The elements of a cause of action to recover damages for defamation are (1) a false statement that tends to expose a person to public contempt, hatred, ridicule, aversion, or disgrace; (2) published without privilege or authorization to a third party; (3) amounting to fault as judged by a negligence standard, at a minimum; and (4) either causing special harm or constituting defamation per se (see Kimso Apts., LLC v Rivera, 180 AD3d at 1034; Epifani v Johnson, 65 AD3d 224, 233 [2009]). Further, the complaint in a defamation action " 'must set forth the particular words allegedly [*2]constituting defamation, and it must also allege the time when, place where, and manner in which the false statement was made, and specify to whom it was made' " (Kimso Apts., LLC v Rivera, 180 AD3d at 1034, quoting Epifani v Johnson, 65 AD3d at 233; see CPLR 3016 [a]).
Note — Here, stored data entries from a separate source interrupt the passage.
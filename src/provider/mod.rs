//! Cluster API provider managers
//!
//! A provider package is a directory holding a `manager` binary and its
//! `components.yaml` manifest. Starting a provider is strictly sequential:
//!
//! 1. Allocate a webhook port and a health port
//! 2. Generate a fresh CA and a serving certificate for the webhook server
//! 3. Reconcile the CRDs and webhook configurations from the manifest,
//!    pointed at the local webhook endpoint
//! 4. Spawn the manager and wait for `/healthz`
//!
//! Providers never share ports, CAs or files, so any number of them can start
//! concurrently; see [`orchestrator`].

pub mod orchestrator;

use std::path::{Path, PathBuf};
use std::time::Duration;

use async_trait::async_trait;
use kube::config::{KubeConfigOptions, Kubeconfig};
use kube::{Client, Config};
use serde::{Deserialize, Serialize};
use tokio_util::sync::CancellationToken;
use tracing::info;

use crate::manifest::{KubeObjectClient, ReconcileSummary, Reconciler, WebhookTarget};
use crate::net::{suggest_endpoint, ServiceEndpoint};
use crate::pki::CertificateAuthority;
use crate::process::{open_log_file, HealthCheck, ProcessHandle, ProcessSpec, DEFAULT_STOP_GRACE};
use crate::{Error, Result, LOCAL_HOST};

pub use orchestrator::{OrchestrationReport, Orchestrator, ProviderFailure, ProviderUnit};

/// Manager binary inside a provider package
pub const BINARY_NAME: &str = "manager";

/// Manifest inside a provider package
pub const MANIFEST_NAME: &str = "components.yaml";

/// Readiness path served by provider managers
pub const HEALTH_PATH: &str = "/healthz";

/// Prefix stripped from package directory names
const PACKAGE_PREFIX: &str = "bootstrap-";

/// A provider package and the extra arguments for its manager
#[derive(Clone, Debug, PartialEq, Eq, Serialize, Deserialize)]
#[serde(rename_all = "camelCase")]
pub struct ProviderSpec {
    /// Directory holding `manager` and `components.yaml`
    pub package_path: PathBuf,
    /// Extra manager arguments, passed before the generated ones
    #[serde(default)]
    pub args: Vec<String>,
}

impl ProviderSpec {
    /// Create a spec from a package path and extra args
    pub fn new(package_path: impl Into<PathBuf>, args: &[&str]) -> Self {
        Self {
            package_path: package_path.into(),
            args: args.iter().map(|a| a.to_string()).collect(),
        }
    }

    /// Display name: package base name without `bootstrap-`, upper-cased
    ///
    /// `./packages/bootstrap-capd` is named `CAPD`.
    pub fn name(&self) -> String {
        let base = self
            .package_path
            .file_name()
            .map(|n| n.to_string_lossy().to_string())
            .unwrap_or_default();
        base.strip_prefix(PACKAGE_PREFIX)
            .unwrap_or(&base)
            .to_uppercase()
    }
}

/// Environment shared by every provider of a run
#[derive(Clone, Debug)]
pub struct ProviderSettings {
    /// Kubeconfig holding the control plane credentials
    pub kubeconfig: PathBuf,
    /// Context to use; the file's current context otherwise
    pub context: Option<String>,
    /// Working directory root
    pub work_dir: PathBuf,
    /// Upper bound for the manager readiness wait
    pub process_ready_timeout: Option<Duration>,
    /// Upper bound for each object readiness wait
    pub object_ready_timeout: Option<Duration>,
    /// Grace period between SIGTERM and SIGKILL
    pub stop_grace: Duration,
}

impl ProviderSettings {
    /// Settings with default timeouts
    pub fn new(kubeconfig: impl Into<PathBuf>) -> Self {
        Self {
            kubeconfig: kubeconfig.into(),
            context: None,
            work_dir: PathBuf::from(crate::DEFAULT_WORK_DIR),
            process_ready_timeout: None,
            object_ready_timeout: Some(crate::manifest::DEFAULT_OBJECT_READY_TIMEOUT),
            stop_grace: DEFAULT_STOP_GRACE,
        }
    }
}

/// Ports allocated to one provider
#[derive(Clone, Debug, PartialEq, Eq)]
pub struct ProviderEndpoints {
    /// HTTPS webhook server
    pub webhook: ServiceEndpoint,
    /// HTTP health server
    pub health: ServiceEndpoint,
}

/// One provider manager and everything it owns
#[derive(Debug)]
pub struct Provider {
    spec: ProviderSpec,
    name: String,
    settings: ProviderSettings,
    endpoints: Option<ProviderEndpoints>,
    summary: Option<ReconcileSummary>,
    process: Option<ProcessHandle>,
}

impl Provider {
    /// Prepare a provider; nothing runs until [`Provider::start`]
    pub fn new(spec: ProviderSpec, settings: ProviderSettings) -> Self {
        let name = spec.name();
        Self {
            spec,
            name,
            settings,
            endpoints: None,
            summary: None,
            process: None,
        }
    }

    /// Derived display name
    pub fn name(&self) -> &str {
        &self.name
    }

    /// Allocated ports, once started
    pub fn endpoints(&self) -> Option<&ProviderEndpoints> {
        self.endpoints.as_ref()
    }

    /// Objects applied from the manifest, once reconciled
    pub fn summary(&self) -> Option<ReconcileSummary> {
        self.summary
    }

    /// Whether the manager answered its last health poll
    pub fn ready(&self) -> bool {
        self.process.as_ref().is_some_and(|p| p.ready())
    }

    /// `<work>/provider/<lower-case name>`
    pub fn dir(&self) -> PathBuf {
        self.settings
            .work_dir
            .join("provider")
            .join(self.name.to_lowercase())
    }

    /// Manager command line: extra args first, then the generated flags
    pub fn args(
        extra: &[String],
        kubeconfig: &Path,
        cert_dir: &Path,
        endpoints: &ProviderEndpoints,
    ) -> Vec<String> {
        let mut args = extra.to_vec();
        args.extend([
            format!("--kubeconfig={}", kubeconfig.display()),
            format!("--webhook-cert-dir={}", cert_dir.display()),
            format!("--webhook-port={}", endpoints.webhook.port),
            format!("--health-addr={}", endpoints.health.host_port()),
            "--metrics-bind-addr=0".to_string(),
        ]);
        args
    }

    /// Run the full start sequence and wait for the manager to be healthy
    pub async fn start(&mut self, cancel: &CancellationToken) -> Result<()> {
        if self.process.is_some() {
            return Err(Error::process_lifecycle(format!(
                "provider {} is already started",
                self.name
            )));
        }
        let dir = self.dir();
        let log = open_log_file(&dir, "manager.log")?;

        let endpoints = ProviderEndpoints {
            webhook: suggest_endpoint("https", LOCAL_HOST).map_err(|e| {
                Error::resource_allocation(format!(
                    "unable to grab a free port for {} webhooks: {}",
                    self.name, e
                ))
            })?,
            health: suggest_endpoint("http", LOCAL_HOST).map_err(|e| {
                Error::resource_allocation(format!(
                    "unable to grab a free port for {} health: {}",
                    self.name, e
                ))
            })?,
        };
        self.endpoints = Some(endpoints.clone());

        let ca = CertificateAuthority::new(&format!("kbb8 {} webhook CA", self.name))?;
        let serving = ca.generate_serving_cert(&["localhost", &endpoints.webhook.host])?;
        let cert_dir = dir.join("ca");
        serving.write_pair(&cert_dir).map_err(|e| {
            Error::resource_allocation(format!(
                "unable to write {} webhook certs: {}",
                self.name, e
            ))
        })?;

        let client = kube_client(&self.settings.kubeconfig, self.settings.context.as_deref()).await?;
        let target = WebhookTarget {
            endpoint: endpoints.webhook.clone(),
            ca_bundle: ca.ca_cert_pem().as_bytes().to_vec(),
        };
        let summary = Reconciler::new(KubeObjectClient::new(client))
            .with_ready_timeout(self.settings.object_ready_timeout)
            .reconcile(&self.spec.package_path.join(MANIFEST_NAME), &target, cancel)
            .await?;
        self.summary = Some(summary);

        let mut process = ProcessHandle::init(ProcessSpec {
            path: self.spec.package_path.join(BINARY_NAME),
            args: Self::args(&self.spec.args, &self.settings.kubeconfig, &cert_dir, &endpoints),
            health: HealthCheck {
                url: endpoints.health.url(),
                path: HEALTH_PATH.to_string(),
                ca_pem: None,
            },
        })?;
        process.start(log.try_clone()?, log)?;
        let process = self.process.insert(process);
        process
            .wait_ready(cancel, self.settings.process_ready_timeout)
            .await?;

        info!(
            provider = %self.name,
            webhook = %endpoints.webhook,
            health = %endpoints.health,
            "provider ready"
        );
        Ok(())
    }

    /// Stop the manager; a no-op if it never started
    pub async fn stop(&mut self) -> Result<()> {
        match self.process.take() {
            Some(mut process) => process.stop(self.settings.stop_grace).await,
            None => Ok(()),
        }
    }
}

#[async_trait]
impl ProviderUnit for Provider {
    fn name(&self) -> String {
        self.name.clone()
    }

    async fn start(&mut self, cancel: &CancellationToken) -> Result<()> {
        Provider::start(self, cancel).await
    }

    async fn stop(&mut self) -> Result<()> {
        Provider::stop(self).await
    }
}

/// Build a client for `context` (or the current context) of a kubeconfig file
pub async fn kube_client(kubeconfig: &Path, context: Option<&str>) -> Result<Client> {
    let raw = Kubeconfig::read_from(kubeconfig).map_err(|e| {
        Error::credentials(format!(
            "failed to read kubeconfig {}: {}",
            kubeconfig.display(),
            e
        ))
    })?;
    let options = KubeConfigOptions {
        context: context.map(str::to_string),
        ..Default::default()
    };
    let config = Config::from_custom_kubeconfig(raw, &options)
        .await
        .map_err(|e| Error::credentials(format!("failed to load kubeconfig: {}", e)))?;
    Ok(Client::try_from(config)?)
}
Here, contrary to the Supreme Court's determination, the complaint fails to state a viable defamation claim, since it does not set forth, inter alia, the actual words complained of, the dates of the alleged statements, or the persons to whom the statements were allegedly made. Rather, the complaint sets forth only the general content of the alleged defamatory statements, which were made at unspecified times to unnamed members of the community and unnamed persons at a business entity. Under such circumstances, the allegations failed to satisfy the pleading requirements of CPLR 3016 (a) (see Kimso Apts., LLC v Rivera, 180 AD3d at 1034-1035; Simpson v Cook Pony Farm Real Estate, Inc., 12 AD3d 496, 497 [2004]; Gill v Pathmark Stores, 237 AD2d 563, 564 [1997]; see also Horbul v Mercury Ins. Group, 64 AD3d 682, 683 [2009]; cf. Epifani v Johnson, 65 AD3d at 234).

Further, the Supreme Court should have directed dismissal of the plaintiffs' tortious interference with prospective economic advantage claim since the plaintiffs failed to allege that they would have received certain alleged economic benefits "but for" the defendant's interference (see Brown v Bethlehem Terrace Assoc., 136 AD2d 222, 225 [1988]; see also Murphy v City of New York, 59 AD3d 301, 301 [2009]).

The plaintiffs' request for leave to amend their complaint is improperly raised for the first time on appeal (see Brandenburg v St. Michael's Cemetery, 92 AD3d 631, 633 [2012]). Iannacci, J.P., Maltese, Wooten and Ventura, JJ., concur.